Working ConditionsSome geoscientists spend the majority of
their time in an office, but many others divide their time between fieldwork
and office or laboratory work. Geologists often travel to remote field sites
by helicopter or four-wheel drive vehicles and cover large areas on foot.
An increasing number of exploration geologists and geophysicists work in foreign
countries, sometimes in remote areas and under difficult conditions. Oceanographers
may spend considerable time at sea on academic research ships. Fieldwork often
requires working long hours, but workers are usually rewarded by longer than
normal vacations. Environmental scientists and geoscientists in research positions
with the Federal Government or in colleges and universities often are required
to design programs and write grant proposals in order to continue their data
collection and research. Environmental scientists and geoscientists in consulting
jobs face similar pressures to market their skills and write proposals to maintain
steady work. Travel often is required to meet with prospective clients or investors.
Geoscientists held about 28,000 jobs in 2006. Many more individuals held geoscience faculty positions in colleges and universities, but they are classified as college and university faculty.
About 25 percent of geoscientists were employed in architectural, engineering, and related services, and 20 percent worked for oil and gas extraction companies. In 2006, State agencies such as State geological surveys and State departments of conservation employed about 3,600 geoscientists. Another 2,900 worked for the Federal Government, including geologists, geophysicists, and oceanographers, mostly within the U.S. Department of the Interior for the U.S. Geological Survey (USGS) and within the U.S. Department of Defense. About 5 percent of geoscientists were self-employed, most as consultants to industry or government.
Training, Qualifications, Adv.A bachelor’s degree in geology or geophysics
is adequate for some entry-level geoscientist jobs, but more job opportunities
and better jobs with good advancement potential usually require at least a master’s
degree in geology or geophysics. Environmental scientists require at least a
bachelor’s degree in hydrogeology; environmental, civil, or geological engineering;
or geochemistry or geology, but employers usually prefer candidates with master’s
degrees. A master’s degree is required for most entry-level research positions
in colleges and universities, Federal agencies, and State geological surveys.
A Ph.D. is necessary for most high-level research positions.

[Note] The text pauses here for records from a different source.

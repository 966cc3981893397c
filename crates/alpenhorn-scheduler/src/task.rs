//! Resumable, self-requeueing tasks.
//!
//! Grounded on `alpenhorn/scheduler/task.py`. The original represents a
//! suspendable task as a Python generator: calling the task function may
//! return a generator (if the function body contains a `yield`), and the
//! worker iterates it one step at a time, putting the task back on the
//! queue with a delay equal to the yielded value between steps.
//!
//! Rust has no generators a worker can drive from the outside like that,
//! so a task's body here is an explicit, restartable state machine: each
//! call to [`TaskBody::step`] either runs to completion ([`TaskStep::Done`])
//! or asks to be resumed after a delay ([`TaskStep::Yield`]), and the body
//! itself is responsible for remembering which step it's on.

use std::collections::VecDeque;
use std::fmt;
use std::sync::Arc;
use std::time::Duration;

use parking_lot::Mutex;

use crate::queue::FairMultiFifoQueue;

/// The result of running one step of a task's body.
pub enum TaskStep {
    /// Suspend the task; resume after at least this long.
    Yield(Duration),
    /// The task is finished.
    Done,
}

/// The body of a task. Implementors hold whatever state they need to
/// resume where they left off; a fresh instance (via [`TaskBody::restart`])
/// is used when a task is requeued after a worker crash, since Rust values
/// can't be "rewound" to their start the way a generator object can't
/// either (the original's `requeue()` has the same restart-from-scratch
/// behaviour).
pub trait TaskBody: Send {
    fn step(&mut self, task: &Task) -> TaskStep;

    /// Produce a fresh copy of this body's initial state, for requeueing.
    fn restart(&self) -> Box<dyn TaskBody>;
}

type CleanupFn = Box<dyn FnOnce() + Send>;

/// An asynchronous I/O task handled by a worker thread.
pub struct Task {
    name: String,
    key: String,
    exclusive: bool,
    requeue_on_db_error: bool,
    queue: Arc<FairMultiFifoQueue<String, Arc<Task>>>,
    body: Mutex<Box<dyn TaskBody>>,
    cleanup: Mutex<VecDeque<CleanupFn>>,
    /// Set by a [`TaskBody::step`] that hit a fallible error it can't
    /// report through [`TaskStep`] (which only distinguishes yield/done).
    /// `true` means the error looked transient (worth a fresh connection
    /// and a retry), `false` means it's unrecoverable.
    error: Mutex<Option<bool>>,
}

impl fmt::Display for Task {
    fn fmt(&self, f: &mut fmt::Formatter<'_>) -> fmt::Result {
        write!(f, "{}", self.name)
    }
}

impl Task {
    /// Create a new task and enqueue it onto `queue` under FIFO `key`.
    pub fn spawn(
        queue: Arc<FairMultiFifoQueue<String, Arc<Task>>>,
        key: impl Into<String>,
        body: Box<dyn TaskBody>,
        name: impl Into<String>,
        exclusive: bool,
        requeue_on_db_error: bool,
    ) -> Arc<Task> {
        let key = key.into();
        let task = Arc::new(Task {
            name: name.into(),
            key: key.clone(),
            exclusive,
            requeue_on_db_error,
            queue: queue.clone(),
            body: Mutex::new(body),
            cleanup: Mutex::new(VecDeque::new()),
            error: Mutex::new(None),
        });
        queue.put(task.clone(), key, exclusive, None);
        task
    }

    pub fn name(&self) -> &str {
        &self.name
    }

    pub fn key(&self) -> &str {
        &self.key
    }

    /// Record that this step's body hit an error, for the worker pool's
    /// `step` closure to pick up once [`Task::run`] returns. Called from
    /// within [`TaskBody::step`], which only gets `&Task`.
    pub fn report_error(&self, transient: bool) {
        *self.error.lock() = Some(transient);
    }

    /// Take the error (if any) reported by the most recent `run()`.
    pub fn take_error(&self) -> Option<bool> {
        self.error.lock().take()
    }

    /// Run one step of this task. Returns `true` if the task is finished
    /// (and cleanup has run), `false` if it yielded and was requeued with
    /// a delay.
    pub fn run(self: &Arc<Self>) -> bool {
        match self.body.lock().step(self) {
            TaskStep::Yield(delay) => {
                tracing::debug!(task = %self.name, fifo = %self.key, delay = ?delay, "requeueing yielded task");
                self.queue.put(self.clone(), self.key.clone(), false, Some(delay));
                false
            }
            TaskStep::Done => {
                self.do_cleanup();
                true
            }
        }
    }

    /// Run the cleanup stack. Pops as it goes, so a cleanup function that
    /// itself fails (e.g. due to a DB error causing the worker to abandon
    /// the task) doesn't cause already-run cleanups to repeat.
    pub fn do_cleanup(&self) {
        loop {
            let next = self.cleanup.lock().pop_front();
            match next {
                Some(func) => func(),
                None => break,
            }
        }
    }

    /// Register a cleanup function. If `first` is true, it runs before
    /// all currently registered cleanups (stack order); otherwise after
    /// them (FIFO order). The two styles may be freely mixed.
    pub fn on_cleanup(&self, first: bool, func: impl FnOnce() + Send + 'static) {
        let mut cleanup = self.cleanup.lock();
        if first {
            cleanup.push_front(Box::new(func));
        } else {
            cleanup.push_back(Box::new(func));
        }
    }

    /// If this task was created with `requeue_on_db_error`, push a fresh
    /// copy of it back onto the queue. Called by the worker pool after a
    /// transient DB error aborts the task mid-run.
    pub fn requeue_after_db_error(self: &Arc<Self>) {
        if !self.requeue_on_db_error {
            return;
        }
        tracing::info!(task = %self.name, fifo = %self.key, "requeueing task after db error");
        let fresh_body = self.body.lock().restart();
        Task::spawn(
            self.queue.clone(),
            self.key.clone(),
            fresh_body,
            self.name.clone(),
            self.exclusive,
            self.requeue_on_db_error,
        );
    }
}

#[cfg(test)]
mod tests {
    use super::*;

    struct CountToThree(u32);
    impl TaskBody for CountToThree {
        fn step(&mut self, _task: &Task) -> TaskStep {
            self.0 += 1;
            if self.0 >= 3 {
                TaskStep::Done
            } else {
                TaskStep::Yield(Duration::from_millis(1))
            }
        }
        fn restart(&self) -> Box<dyn TaskBody> {
            Box::new(CountToThree(0))
        }
    }

    #[test]
    fn task_yields_then_completes_and_runs_cleanup() {
        let queue = Arc::new(FairMultiFifoQueue::new());
        let task = Task::spawn(queue.clone(), "node-a", Box::new(CountToThree(0)), "count", false, false);

        let ran_cleanup = Arc::new(Mutex::new(false));
        let flag = ran_cleanup.clone();
        task.on_cleanup(true, move || *flag.lock() = true);

        let (t, key) = queue.get(Some(Duration::from_secs(1))).unwrap();
        assert!(!t.run());
        queue.task_done(&key);

        std::thread::sleep(Duration::from_millis(5));
        let (t, key) = queue.get(Some(Duration::from_secs(1))).unwrap();
        assert!(!t.run());
        queue.task_done(&key);

        std::thread::sleep(Duration::from_millis(5));
        let (t, key) = queue.get(Some(Duration::from_secs(1))).unwrap();
        assert!(t.run());
        queue.task_done(&key);

        assert!(*ran_cleanup.lock());
    }
}
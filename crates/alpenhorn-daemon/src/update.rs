//! The per-host update loop.
//!
//! Grounded on `alpenhorn/daemon/update.py`'s `UpdateableNode` /
//! `UpdateableGroup` and the top-level `update_loop` function; §4.E.

use std::collections::{HashMap, HashSet};
use std::path::PathBuf;
use std::sync::Arc;
use std::time::{Duration, Instant};

use chrono::Utc;
use diesel::prelude::*;
use diesel_async::pooled_connection::bb8::Pool;
use diesel_async::{AsyncPgConnection, RunQueryDsl};
use tokio::sync::mpsc;

use alpenhorn_common::config::DaemonConfig;
use alpenhorn_common::metrics::Metric;
use alpenhorn_db::models::{FileCopy, FileCopyRequest, FileImportRequest, StorageGroup, StorageNode};
use alpenhorn_db::query_walker::{filecopy_walk::NodeFileCopyWalk, QueryWalker};
use alpenhorn_db::schema::{file, filecopy, filecopyrequest, fileimportrequest, storagegroup, storagenode};
use alpenhorn_db::{Error, Result};
use alpenhorn_io::group::GroupIo;
use alpenhorn_io::node::NodeIo;
use alpenhorn_scheduler::{FairMultiFifoQueue, Task};

use crate::auto_import::{self, ImportDetector};
use crate::dispatch::{self, Dispatcher, Job};
use crate::watcher::NodeWatcher;

type DbPool = Pool<AsyncPgConnection>;

/// A name-indexed reconciled wrapper for a node: the `StorageNode` row as
/// of the last refresh, plus its live I/O object and idleness bookkeeping.
pub struct NodeEntry {
    pub row: StorageNode,
    pub io: Arc<dyn NodeIo>,
    pub was_idle: bool,
    pub first_idle: bool,
    /// Live filesystem watch for this node, if `auto_import` is set and a
    /// watch could be established. Dropped (and so torn down) whenever the
    /// node's I/O wrapper is rebuilt or the node disappears from the host.
    watcher: Option<NodeWatcher>,
    /// Rolling auto-verify cursor, carried across update passes so
    /// successive passes continue the same sweep instead of re-sampling a
    /// new random starting point every time. Recreated only once it's
    /// exhausted (`Error::NoResults`) or the node's I/O wrapper is rebuilt.
    auto_verify_walker: Option<QueryWalker<NodeFileCopyWalk>>,
}

pub struct GroupEntry {
    pub row: StorageGroup,
    /// Shared with the per-pass [`Dispatcher`] snapshot so a worker running
    /// a `Job::Pull` can lock it independently of this loop's own refresh
    /// cycle; only `set_nodes` needs the lock held mutably.
    pub io: Arc<tokio::sync::Mutex<Box<dyn GroupIo>>>,
    pub was_idle: bool,
}

/// Build (or rebuild) a node's I/O wrapper from its current row. Exposed so
/// `alpenhornd` can plug in the concrete backend-selection logic (which
/// needs the daemon's LFS/config context that this crate doesn't own).
pub trait NodeIoFactory: Send + Sync {
    fn build(&self, row: &StorageNode) -> Arc<dyn NodeIo>;
}

pub trait GroupIoFactory: Send + Sync {
    fn build(&self, row: &StorageGroup, nodes: Vec<(StorageNode, Arc<dyn NodeIo>)>) -> Box<dyn GroupIo>;
}

pub struct HostUpdateLoop {
    pub pool: DbPool,
    pub host: String,
    pub config: DaemonConfig,
    pub node_factory: Box<dyn NodeIoFactory>,
    pub group_factory: Box<dyn GroupIoFactory>,
    pub detectors: Vec<Arc<dyn ImportDetector>>,
    pub nodes: HashMap<String, NodeEntry>,
    pub groups: HashMap<String, GroupEntry>,
    /// Shared with the worker pool `alpenhornd` builds around this loop;
    /// `run_once` only ever puts work on it, never takes it back off.
    pub queue: Arc<FairMultiFifoQueue<String, Arc<Task>>>,
    watch_tx: mpsc::UnboundedSender<(String, PathBuf)>,
    watch_rx: mpsc::UnboundedReceiver<(String, PathBuf)>,
    metric_node_update: Metric,
    metric_group_update: Metric,
    metric_node_available: Metric,
    metric_main_loops: Metric,
    metric_main_loop_time: Metric,
}
//! The actual I/O work behind a pass's check/delete/import/pull steps,
//! packaged as [`alpenhorn_scheduler::Task`] bodies so it runs on the
//! worker pool (§5) instead of inline on the update loop's own task.
//!
//! [`HostUpdateLoop`](crate::update::HostUpdateLoop) only decides *what*
//! needs doing each pass (which copies are suspect, which requests are
//! open); a [`Dispatcher`] snapshot of that pass's node/group I/O handles
//! is attached to each [`Job`] so a worker thread can actually perform it
//! against a connection of its own, independent of the pass that queued it.

use std::collections::HashMap;
use std::sync::Arc;

use chrono::Utc;
use diesel::prelude::*;
use diesel_async::pooled_connection::bb8::Pool;
use diesel_async::{AsyncPgConnection, RunQueryDsl};
use tokio::sync::Mutex as AsyncMutex;

use alpenhorn_common::config::DaemonConfig;
use alpenhorn_db::models::{FileCopy, FileCopyRequest, FileImportRequest, HasFile, StorageGroup, StorageNode};
use alpenhorn_db::schema::{file, filecopy, filecopyrequest, fileimportrequest, storagenode};
use alpenhorn_db::{Error, Result};
use alpenhorn_io::group::{GroupIo, PullOutcome};
use alpenhorn_io::node::NodeIo;
use alpenhorn_scheduler::{Task, TaskBody, TaskStep};

use crate::auto_import::{self, ImportDetector};
use crate::pullutil;
use crate::transfer;

type DbPool = Pool<AsyncPgConnection>;

/// One unit of check/delete/import/pull work, cheap to clone so a task
/// can be handed a fresh copy of itself when requeued after a transient
/// DB error.
#[derive(Clone)]
pub enum Job {
    /// §4.E step 4a: re-verify one suspect copy.
    Check { node: String, copy_id: i32 },
    /// §4.E step 4b: delete a batch of copies already confirmed safe to
    /// remove (the update loop builds the batch; the worker just acts on it).
    Delete { node: String, copy_ids: Vec<i32> },
    /// §4.E step 4c: act on one pending import request.
    Import { node: String, request_id: i32 },
    /// §4.E step 5: try to service one open pull request into a group.
    Pull { group: String, request_id: i32 },
}

impl Job {
    /// The FIFO key this job's task is enqueued under.
    pub fn fifo(&self) -> String {
        match self {
            Job::Check { node, .. } | Job::Delete { node, .. } | Job::Import { node, .. } => format!("node/{node}"),
            Job::Pull { group, .. } => format!("group/{group}"),
        }
    }

    fn name(&self) -> String {
        match self {
            Job::Check { node, copy_id } => format!("check({node}, copy {copy_id})"),
            Job::Delete { node, copy_ids } => format!("delete({node}, {} copies)", copy_ids.len()),
            Job::Import { node, request_id } => format!("import({node}, request {request_id})"),
            Job::Pull { group, request_id } => format!("pull({group}, request {request_id})"),
        }
    }
}

/// A pass's read-only snapshot of node/group I/O handles, shared by every
/// [`Job`] spawned during that pass. Rebuilt each pass by
/// [`crate::update::HostUpdateLoop`]; independent of any later pass's
/// snapshot, so a slow task from an old pass can't clobber a newer one.
pub struct Dispatcher {
    pub pool: DbPool,
    pub config: DaemonConfig,
    pub nodes: HashMap<String, (StorageNode, Arc<dyn NodeIo>)>,
    pub groups: HashMap<String, (StorageGroup, Arc<AsyncMutex<Box<dyn GroupIo>>>)>,
    pub detectors: Vec<Arc<dyn ImportDetector>>,
    pub rt: tokio::runtime::Handle,
}

impl Dispatcher {
    async fn acq_file_names(&self, conn: &mut AsyncPgConnection, file_id: i32) -> Result<(String, String)> {
        let (acq_id, file_name): (i32, String) = file::table.find(file_id).select((file::acq_id, file::name)).first(conn).await?;
        let acq_name: String = alpenhorn_db::schema::acq::table.find(acq_id).select(alpenhorn_db::schema::acq::name).first(conn).await?;
        Ok((acq_name, file_name))
    }

    pub async fn run_job(&self, job: &Job) -> Result<()> {
        let mut conn = self.pool.get().await?;
        match job {
            Job::Check { node, copy_id } => self.run_check(&mut conn, node, *copy_id).await,
            Job::Delete { node, copy_ids } => self.run_delete(&mut conn, node, copy_ids).await,
            Job::Import { node, request_id } => self.run_import(&mut conn, node, *request_id).await,
            Job::Pull { group, request_id } => self.run_pull(&mut conn, group, *request_id).await,
        }
    }

    async fn run_check(&self, conn: &mut AsyncPgConnection, node: &str, copy_id: i32) -> Result<()> {
        let Some((_, io)) = self.nodes.get(node) else { return Ok(()) };
        let copy: Option<FileCopy> = filecopy::table.find(copy_id).first(conn).await.optional()?;
        let Some(copy) = copy else { return Ok(()) };

        let (acq_name, file_name) = self.acq_file_names(conn, copy.file_id).await?;
        let expected_md5: String = file::table.find(copy.file_id).select(file::md5sum).first(conn).await?;

        let result = io.check(&copy, &acq_name, &file_name, &expected_md5).await.map_err(|e| Error::Io(e.to_string()))?;
        let new_state = match result {
            alpenhorn_io::node::CheckResult::Good => "Y",
            alpenhorn_io::node::CheckResult::Corrupt => "X",
            alpenhorn_io::node::CheckResult::Missing => "N",
        };
        diesel::update(filecopy::table.find(copy.id))
            .set((filecopy::has_file.eq(new_state), filecopy::last_update.eq(Utc::now())))
            .execute(conn)
            .await?;
        Ok(())
    }

    async fn run_delete(&self, conn: &mut AsyncPgConnection, node: &str, copy_ids: &[i32]) -> Result<()> {
        let Some((_, io)) = self.nodes.get(node) else { return Ok(()) };
        let batch: Vec<FileCopy> = filecopy::table.filter(filecopy::id.eq_any(copy_ids)).load(conn).await?;
        if batch.is_empty() {
            return Ok(());
        }

        let mut paths = Vec::with_capacity(batch.len());
        for copy in &batch {
            let (acq_name, file_name) = self.acq_file_names(conn, copy.file_id).await?;
            paths.push((copy.clone(), std::path::PathBuf::from(acq_name).join(file_name)));
        }
        io.delete(&paths).await.map_err(|e| Error::Io(e.to_string()))?;
        for copy in &batch {
            diesel::update(filecopy::table.find(copy.id))
                .set((filecopy::has_file.eq("N"), filecopy::last_update.eq(Utc::now())))
                .execute(conn)
                .await?;
        }
        Ok(())
    }

    async fn run_import(&self, conn: &mut AsyncPgConnection, node: &str, request_id: i32) -> Result<()> {
        use alpenhorn_common::util::invalid_import_path;

        let Some((row, io)) = self.nodes.get(node) else { return Ok(()) };
        let request: Option<FileImportRequest> = fileimportrequest::table.find(request_id).first(conn).await.optional()?;
        let Some(request) = request else { return Ok(()) };

        if request.path.starts_with('/') || request.path == alpenhorn_db::models::ALPENHORN_NODE {
            diesel::update(fileimportrequest::table.find(request.id))
                .set(fileimportrequest::completed.eq(true))
                .execute(conn)
                .await?;
            return Ok(());
        }
        if invalid_import_path(&request.path).is_some() {
            diesel::update(fileimportrequest::table.find(request.id))
                .set(fileimportrequest::completed.eq(true))
                .execute(conn)
                .await?;
            return Ok(());
        }

        let rel = std::path::PathBuf::from(&request.path);
        match auto_import::import_path(conn, io.as_ref(), row, &rel, &self.detectors).await? {
            auto_import::ImportResult::Deferred | auto_import::ImportResult::Locked => {}
            _ => {
                diesel::update(fileimportrequest::table.find(request.id))
                    .set(fileimportrequest::completed.eq(true))
                    .execute(conn)
                    .await?;
            }
        }
        Ok(())
    }

    async fn run_pull(&self, conn: &mut AsyncPgConnection, group: &str, request_id: i32) -> Result<()> {
        let Some((group_row, group_io)) = self.groups.get(group) else { return Ok(()) };
        let request: Option<FileCopyRequest> = filecopyrequest::table.find(request_id).first(conn).await.optional()?;
        let Some(request) = request else { return Ok(()) };
        if request.completed || request.cancelled {
            return Ok(());
        }

        let (acq_name, file_name) = self.acq_file_names(conn, request.file_id).await?;

        let member_states: Vec<HasFile> = filecopy::table
            .inner_join(storagenode::table.on(storagenode::id.eq(filecopy::node_id)))
            .filter(filecopy::file_id.eq(request.file_id).and(storagenode::group_id.eq(group_row.id)))
            .select(filecopy::has_file)
            .load::<String>(conn)
            .await?
            .into_iter()
            .map(|s| HasFile::from_db(&s))
            .collect();

        let force = match alpenhorn_db::invariants::group_has_priority(member_states.iter().copied()) {
            Some(HasFile::Yes) => {
                diesel::update(filecopyrequest::table.find(request.id)).set(filecopyrequest::cancelled.eq(true)).execute(conn).await?;
                return Ok(());
            }
            Some(HasFile::Maybe) => return Ok(()),
            Some(HasFile::Corrupt) => true,
            Some(HasFile::No) | None => false,
        };

        let source_node: Option<StorageNode> = storagenode::table.find(request.node_from_id).first(conn).await.optional()?;
        let Some(source_node) = source_node else {
            diesel::update(filecopyrequest::table.find(request.id)).set(filecopyrequest::cancelled.eq(true)).execute(conn).await?;
            return Ok(());
        };
        if !source_node.active {
            diesel::update(filecopyrequest::table.find(request.id)).set(filecopyrequest::cancelled.eq(true)).execute(conn).await?;
            return Ok(());
        }

        let source_copy: Option<FileCopy> = filecopy::table
            .filter(filecopy::file_id.eq(request.file_id).and(filecopy::node_id.eq(source_node.id)))
            .first(conn)
            .await
            .optional()?;
        let Some(source_copy) = source_copy else { return Ok(()) };
        match source_copy.has_file() {
            HasFile::No | HasFile::Corrupt => {
                diesel::update(filecopyrequest::table.find(request.id)).set(filecopyrequest::cancelled.eq(true)).execute(conn).await?;
                return Ok(());
            }
            HasFile::Maybe => return Ok(()),
            _ => {}
        }

        let Some((_, source_io)) = self.nodes.get(&source_node.name) else { return Ok(()) };
        let ready = source_io.remote().pull_ready(&acq_name, &file_name).await.unwrap_or(false);
        if !ready {
            return Ok(());
        }

        let size_b: i64 = file::table.find(request.file_id).select(file::size_b).first(conn).await?;
        let outcome = {
            let guard = group_io.lock().await;
            if force {
                guard.pull_force(&request, &acq_name, &file_name).await
            } else {
                guard.pull(&request, &acq_name, &file_name, size_b).await
            }
        };

        match outcome {
            Ok(PullOutcome::AlreadyPresent) => {
                diesel::update(filecopyrequest::table.find(request.id)).set(filecopyrequest::completed.eq(true)).execute(conn).await?;
            }
            Ok(PullOutcome::Dispatched { node_name }) => {
                self.run_transfer(conn, group, &node_name, &source_node, &request, &acq_name, &file_name, size_b).await?;
            }
            Ok(PullOutcome::Deferred) | Err(_) => {}
        }
        Ok(())
    }

    #[allow(clippy::too_many_arguments)]
    async fn run_transfer(
        &self,
        conn: &mut AsyncPgConnection,
        group_name: &str,
        dest_node_name: &str,
        source_node: &StorageNode,
        request: &FileCopyRequest,
        acq_name: &str,
        file_name: &str,
        size_b: i64,
    ) -> Result<()> {
        let dest_node_id = self.nodes.get(dest_node_name).map(|(row, _)| row.id).unwrap_or(request.node_from_id);
        let Some((_, source_io)) = self.nodes.get(&source_node.name) else { return Ok(()) };
        let source_addr = source_io.remote().file_addr(acq_name, file_name);
        let dest_path = std::path::PathBuf::from(acq_name).join(file_name);

        diesel::update(filecopyrequest::table.find(request.id))
            .set(filecopyrequest::transfer_started.eq(Some(Utc::now())))
            .execute(conn)
            .await?;

        let outcome = transfer::rsync_pull(&source_addr, &dest_path, size_b, self.config.pull_timeout_base, self.config.pull_bytes_per_second)
            .await
            .map_err(|e| Error::Io(e.to_string()))?;

        pullutil::copy_request_done(conn, request, &source_node.name, group_name, dest_node_id, outcome).await?;
        Ok(())
    }
}

/// A [`Job`] wrapped as a one-shot, non-yielding task body: it runs the
/// whole job in a single `step`, blocking the worker thread on the
/// dispatcher's async work via its captured runtime handle.
pub struct JobBody {
    job: Job,
    dispatcher: Arc<Dispatcher>,
}

impl JobBody {
    pub fn new(job: Job, dispatcher: Arc<Dispatcher>) -> Self {
        Self { job, dispatcher }
    }
}

impl TaskBody for JobBody {
    fn step(&mut self, task: &Task) -> TaskStep {
        let result = self.dispatcher.rt.block_on(self.dispatcher.run_job(&self.job));
        if let Err(e) = result {
            tracing::warn!(job = %self.job.name(), error = %e, "dispatch job failed");
            task.report_error(alpenhorn_db::error::is_transient(&e));
        }
        TaskStep::Done
    }

    fn restart(&self) -> Box<dyn TaskBody> {
        Box::new(JobBody { job: self.job.clone(), dispatcher: self.dispatcher.clone() })
    }
}

/// Enqueue `job` onto `queue` under its FIFO key, exclusive so only one
/// job per node/group is ever in flight at once (the fairness/exclusion
/// properties this scheduler is built to guarantee).
pub fn spawn_job(queue: Arc<alpenhorn_scheduler::FairMultiFifoQueue<String, Arc<Task>>>, dispatcher: Arc<Dispatcher>, job: Job) -> Arc<Task> {
    let fifo = job.fifo();
    let name = job.name();
    let body = Box::new(JobBody::new(job, dispatcher));
    Task::spawn(queue, fifo, body, name, true, true)
}
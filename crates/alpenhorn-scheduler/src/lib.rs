pub mod pool;
pub mod queue;
pub mod task;

pub use pool::{global_abort, trigger_global_abort, EmptyPool, TaskOutcome, WorkerPool};
pub use queue::FairMultiFifoQueue;
pub use task::{Task, TaskBody, TaskStep};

Hundreds of colleges and universities offer a bachelor’s degree in geology; fewer schools offer programs in geophysics, hydrogeology, or other geosciences. Other programs offering related training for beginning geological scientists include geophysical technology, geophysical engineering, geophysical prospecting, engineering geology, petroleum geology, geohydrology, and geochemistry. In addition, several hundred universities award advanced degrees in geology or geophysics.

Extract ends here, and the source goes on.